I wish you were here so that I could give you a kiss and we could have an hour’s talk together, but this cannot be for the present.

Do you want to make me happy? Get better, and keep better — the winter will be here directly.
God is good. I love Him and His people and His work! You must keep believing. All the storms will soon be over; we shall meet above and have good times there.

Don’t bother to answer my letters, although yours are always welcome. I have about twenty articles to write before I leave for Australia. They work me like a beast of burden — or harder still!

Well, then, darling, let us stick to the Blood and Fire simplicity and humility which has made the Salvation Army what it is.

Good-bye, my dear, dear girl. I wish I could be with you and kiss and bless you. Cheer up! Let us cast ourselves on God. He is a great Comforter. My keenest trials are very much on your own pattern. I have to live a lonely life. Besides Bramwell, I have no one; but he is out-and-out. But let us take courage and go forward. You are doing a great work, a work for eternity, a work that can never be measured. I must close, — Believe me fondly,
YOUR AFFECTIONATE FATHER.

MY DARLING EVA — Why did I not think of Christmas Day? How stupid! -- How unsentimental — how unfatherly — how untenderly, and as many other evil qualities, have I proved myself by this lapse of memory.

As it was in the beginning, etc., etc., etc. Well, what shall I say? I can only ask forgiveness, and promise — no, I won’t promise anything in the way of improved memory, but I will send you ten thousand kisses and assurances of tenderest love and fatherly concern, for all that affects my darling Eva affects me.

God bless you and keep you and carry you as in the hollow of His hand. I pray for you. My remembrances, Christmas remembrances of you, if not too late, and best wishes for the New Year for each member of your household, not excepting Gypsy and Adjutant Page.

I love you tenderly, and long after your health and happiness and everything that is good for earth and Heaven.

YOUR AFFECTIONATE FATHER.

Mrs. Bramwell Booth was a constant visitor to Rookstone, and her children, to whom the General was devoted, never failed to give him pleasure when they came to sit beside his chair. He loved to talk with those who understood his work in the world. He could be not only interesting but delightful and amusing when he was perfectly sure of sympathy.

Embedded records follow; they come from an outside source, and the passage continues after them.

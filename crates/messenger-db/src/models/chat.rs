//! Chat database model

use chrono::{DateTime, Utc};
use sqlx::FromRow;

/// Database model for chats table
#[derive(Debug, Clone, FromRow)]
pub struct ChatModel {
    pub id: i64,
    /// 'direct', 'group' or 'channel' (stored as PostgreSQL enum)
    #[sqlx(rename = "type")]
    pub chat_type: String,
    pub name: Option<String>,
    pub description: Option<String>,
    pub avatar: Option<String>,
    pub direct_key: Option<String>,
    pub last_message_at: Option<DateTime<Utc>>,
    pub created_at: DateTime<Utc>,
}

impl ChatModel {
    #[inline]
    pub fn is_direct(&self) -> bool {
        self.chat_type == "direct"
    }
}
//! PostgreSQL implementation of ReactionRepository

use async_trait::async_trait;
use sqlx::PgPool;
use tracing::instrument;

use messenger_core::entities::{Reaction, ReactionToggle};
use messenger_core::traits::{ReactionRepository, RepoResult};
use messenger_core::value_objects::Snowflake;

use crate::models::ReactionModel;

use super::error::map_db_error;
use super::raw_ids;

/// PostgreSQL implementation of ReactionRepository
#[derive(Clone)]
pub struct PgReactionRepository {
    pool: PgPool,
}

impl PgReactionRepository {
    /// Create a new PgReactionRepository
    pub fn new(pool: PgPool) -> Self {
        Self { pool }
    }
}

#[async_trait]
impl ReactionRepository for PgReactionRepository {
    #[instrument(
        skip(self, reaction),
        fields(message_id = %reaction.message_id, user_id = %reaction.user_id)
    )]
    async fn toggle(&self, reaction: &Reaction) -> RepoResult<ReactionToggle> {
        let message_id = reaction.message_id.into_inner();
        let user_id = reaction.user_id.into_inner();
        let lock_key = format!("reaction:{message_id}:{user_id}:{}", reaction.emoji);

        let mut tx = self.pool.begin().await.map_err(map_db_error)?;

        sqlx::query("SELECT pg_advisory_xact_lock(hashtextextended($1, 0))")
            .bind(&lock_key)
            .execute(&mut *tx)
            .await
            .map_err(map_db_error)?;

        let removed = sqlx::query(
            r"
            DELETE FROM reactions
            WHERE message_id = $1 AND user_id = $2 AND emoji = $3
            ",
        )
        .bind(message_id)
        .bind(user_id)
        .bind(&reaction.emoji)
        .execute(&mut *tx)
        .await
        .map_err(map_db_error)?;

        let outcome = if removed.rows_affected() > 0 {
            ReactionToggle::Removed
        } else {
            // DO NOTHING absorbs a concurrent insert that bypassed the lock
            sqlx::query(
                r"
                INSERT INTO reactions (message_id, user_id, emoji, created_at)
                VALUES ($1, $2, $3, $4)
                ON CONFLICT (message_id, user_id, emoji) DO NOTHING
                ",
            )
            .bind(message_id)
            .bind(user_id)
            .bind(&reaction.emoji)
            .bind(reaction.created_at)
            .execute(&mut *tx)
            .await
            .map_err(map_db_error)?;
            ReactionToggle::Added
        };

        tx.commit().await.map_err(map_db_error)?;

        Ok(outcome)
    }

    #[instrument(skip(self))]
    async fn find(
        &self,
        message_id: Snowflake,
        user_id: Snowflake,
        emoji: &str,
    ) -> RepoResult<Option<Reaction>> {
        let result = sqlx::query_as::<_, ReactionModel>(
            r"
            SELECT message_id, user_id, emoji, created_at
            FROM reactions
            WHERE message_id = $1 AND user_id = $2 AND emoji = $3
            ",
        )
        .bind(message_id.into_inner())
        .bind(user_id.into_inner())
        .bind(emoji)
        .fetch_optional(&self.pool)
        .await
        .map_err(map_db_error)?;

        Ok(result.map(Reaction::from))
    }

    #[instrument(skip(self))]
    async fn find_by_messages(&self, message_ids: &[Snowflake]) -> RepoResult<Vec<Reaction>> {
        let ids = raw_ids(message_ids);
        let results = sqlx::query_as::<_, ReactionModel>(
            r"
            SELECT message_id, user_id, emoji, created_at
            FROM reactions
            WHERE message_id = ANY($1)
            ORDER BY message_id, created_at
            ",
        )
        .bind(&ids)
        .fetch_all(&self.pool)
        .await
        .map_err(map_db_error)?;

        Ok(results.into_iter().map(Reaction::from).collect())
    }
}
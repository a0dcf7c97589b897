//! Data transfer objects for API requests and responses
//!
//! This module provides:
//! - Request DTOs with validation for API inputs
//! - Response DTOs for serializing API outputs
//! - Mappers for converting domain entities to DTOs

pub mod mappers;
pub mod requests;
pub mod responses;

pub use requests::{
    AddMemberRequest, AttachmentRequest, CreateDirectChatRequest, CreateGroupChatRequest,
    DirectoryQuery, ListMessagesQuery, SendMessageRequest, ToggleReactionRequest,
};

pub use responses::{
    AttachmentResponse, ChatDetailResponse, ChatSummaryResponse, HealthChecks, HealthResponse,
    LastMessageResponse, MemberResponse, MessageResponse, PeerResponse, ReactionResponse,
    ReadinessResponse, ReplyPreviewResponse, ToggleReactionResponse, UserResponse,
    UserSummaryResponse, UsersResponse, SAVED_MESSAGES_NAME,
};

pub use mappers::{ChatWithMembers, MessageWithDetails, ReplyPreview};
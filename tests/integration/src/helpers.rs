//! Test helpers for integration tests
//!
//! Provides a self-contained server on the in-memory backend, token minting,
//! and response assertions.

use std::net::SocketAddr;
use std::time::Duration;

use anyhow::Result;
use messenger_api::{create_app, create_app_state};
use messenger_common::{AppConfig, JwtService};
use messenger_core::Principal;
use reqwest::{Client, Response, StatusCode};
use serde::{de::DeserializeOwned, Serialize};
use tokio::net::TcpListener;
use tokio::task::JoinHandle;

use crate::fixtures::{ErrorEnvelope, TestUser};

/// Signing secret shared by the server and the token minter
pub const TEST_JWT_SECRET: &str = "integration-test-secret";

/// Token lifetime for minted test tokens
const TOKEN_TTL_SECS: i64 = 300;

/// Test server instance that manages lifecycle
pub struct TestServer {
    pub addr: SocketAddr,
    pub client: Client,
    jwt: JwtService,
    _handle: JoinHandle<()>,
}

impl TestServer {
    /// Start a new server with its own empty in-memory store
    pub async fn start() -> Result<Self> {
        Self::start_with_config(test_config()?).await
    }

    /// Start a test server with custom config
    pub async fn start_with_config(config: AppConfig) -> Result<Self> {
        let jwt = JwtService::new(&config.identity.jwt_secret, config.identity.jwt_issuer.clone());

        let state = create_app_state(config).await?;
        let app = create_app(state)?;

        // Port 0 lets the OS pick, so parallel tests never collide
        let listener = TcpListener::bind(SocketAddr::from(([127, 0, 0, 1], 0))).await?;
        let addr = listener.local_addr()?;

        let handle = tokio::spawn(async move {
            axum::serve(listener, app).await.ok();
        });

        let client = Client::builder().timeout(Duration::from_secs(10)).build()?;

        Ok(Self {
            addr,
            client,
            jwt,
            _handle: handle,
        })
    }

    /// Get base URL for the server
    pub fn base_url(&self) -> String {
        format!("http://{}", self.addr)
    }

    /// Mint a bearer token for a principal
    pub fn token_for(&self, user: &TestUser) -> Result<String> {
        let principal = Principal {
            external_id: user.external_id.clone(),
            name: Some(user.name.clone()),
            email: Some(user.email.clone()),
            picture: None,
        };
        Ok(self.jwt.issue(&principal, TOKEN_TTL_SECS)?)
    }

    /// Provision a user through the auth callback and return its token and id
    pub async fn sign_in(&self, user: &TestUser) -> Result<(String, String)> {
        let token = self.token_for(user)?;
        let response = self
            .post_auth("/api/auth/callback", &token, &serde_json::json!({}))
            .await?;
        let body: serde_json::Value = assert_json(response, StatusCode::OK).await?;
        let id = body["id"]
            .as_str()
            .ok_or_else(|| anyhow::anyhow!("callback response has no id: {body}"))?
            .to_string();
        Ok((token, id))
    }

    /// Make a GET request
    pub async fn get(&self, path: &str) -> Result<Response> {
        let url = format!("{}{}", self.base_url(), path);
        Ok(self.client.get(&url).send().await?)
    }

    /// Make a GET request with auth token
    pub async fn get_auth(&self, path: &str, token: &str) -> Result<Response> {
        let url = format!("{}{}", self.base_url(), path);
        Ok(self.client.get(&url).bearer_auth(token).send().await?)
    }

    /// Make a POST request with JSON body and no credentials
    pub async fn post<T: Serialize>(&self, path: &str, body: &T) -> Result<Response> {
        let url = format!("{}{}", self.base_url(), path);
        Ok(self.client.post(&url).json(body).send().await?)
    }

    /// Make a POST request with auth token
    pub async fn post_auth<T: Serialize>(
        &self,
        path: &str,
        token: &str,
        body: &T,
    ) -> Result<Response> {
        let url = format!("{}{}", self.base_url(), path);
        Ok(self
            .client
            .post(&url)
            .bearer_auth(token)
            .json(body)
            .send()
            .await?)
    }
}

/// Development config on the in-memory backend with a permissive rate limit
pub fn test_config() -> Result<AppConfig> {
    let lookup = |key: &str| -> Option<String> {
        match key {
            "APP_ENV" => Some("development".to_string()),
            "API_PORT" => Some("0".to_string()),
            "IDENTITY_JWT_SECRET" => Some(TEST_JWT_SECRET.to_string()),
            "RATE_LIMIT_REQUESTS_PER_SECOND" => Some("1000".to_string()),
            "RATE_LIMIT_BURST" => Some("1000".to_string()),
            _ => None,
        }
    };

    AppConfig::from_lookup(lookup).map_err(|e| anyhow::anyhow!("Config error: {e}"))
}

/// Assert response status and parse JSON body
pub async fn assert_json<T: DeserializeOwned>(
    response: Response,
    expected_status: StatusCode,
) -> Result<T> {
    let status = response.status();
    if status != expected_status {
        let body = response.text().await?;
        anyhow::bail!("Expected status {expected_status}, got {status}. Body: {body}");
    }
    Ok(response.json().await?)
}

/// Assert response status without parsing body
pub async fn assert_status(response: Response, expected_status: StatusCode) -> Result<()> {
    let status = response.status();
    if status != expected_status {
        let body = response.text().await?;
        anyhow::bail!("Expected status {expected_status}, got {status}. Body: {body}");
    }
    Ok(())
}

/// Assert an error status and return the stable error code
pub async fn assert_error(response: Response, expected_status: StatusCode) -> Result<String> {
    let envelope: ErrorEnvelope = assert_json(response, expected_status).await?;
    Ok(envelope.error.code)
}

One of Bramwell’s daughters tells of his affection and solicitude for his numerous grandchildren — the love that created theirs. He would write them long letters even on his arduous tours; would discuss the affairs of their Corps, offer advice as to subjects for addresses and the management of meetings, and inquire with a sincere and sympathetic interest into the results of their labours. They always looked forward with the greatest excitement to his tea-parties. The old man made a delightful host.

As children they used to wake him with carols every Christmas Day he spent at home, running across to his house with their musical instruments while it was yet dark, creeping to his room, and surprising him each year with a new song. But one Christmas the contents of their stockings were so wonderfully gratifying, that they lingered too long, and were presently dismayed to hear the tapping of a stick in the hall, and then the stentorian tones of the General singing, “Christians Awake!” They scuttled into bed, and hid under the bed-clothes, to be dislodged by Grandpapa’s stick amid a happy din of shrieks and laughter.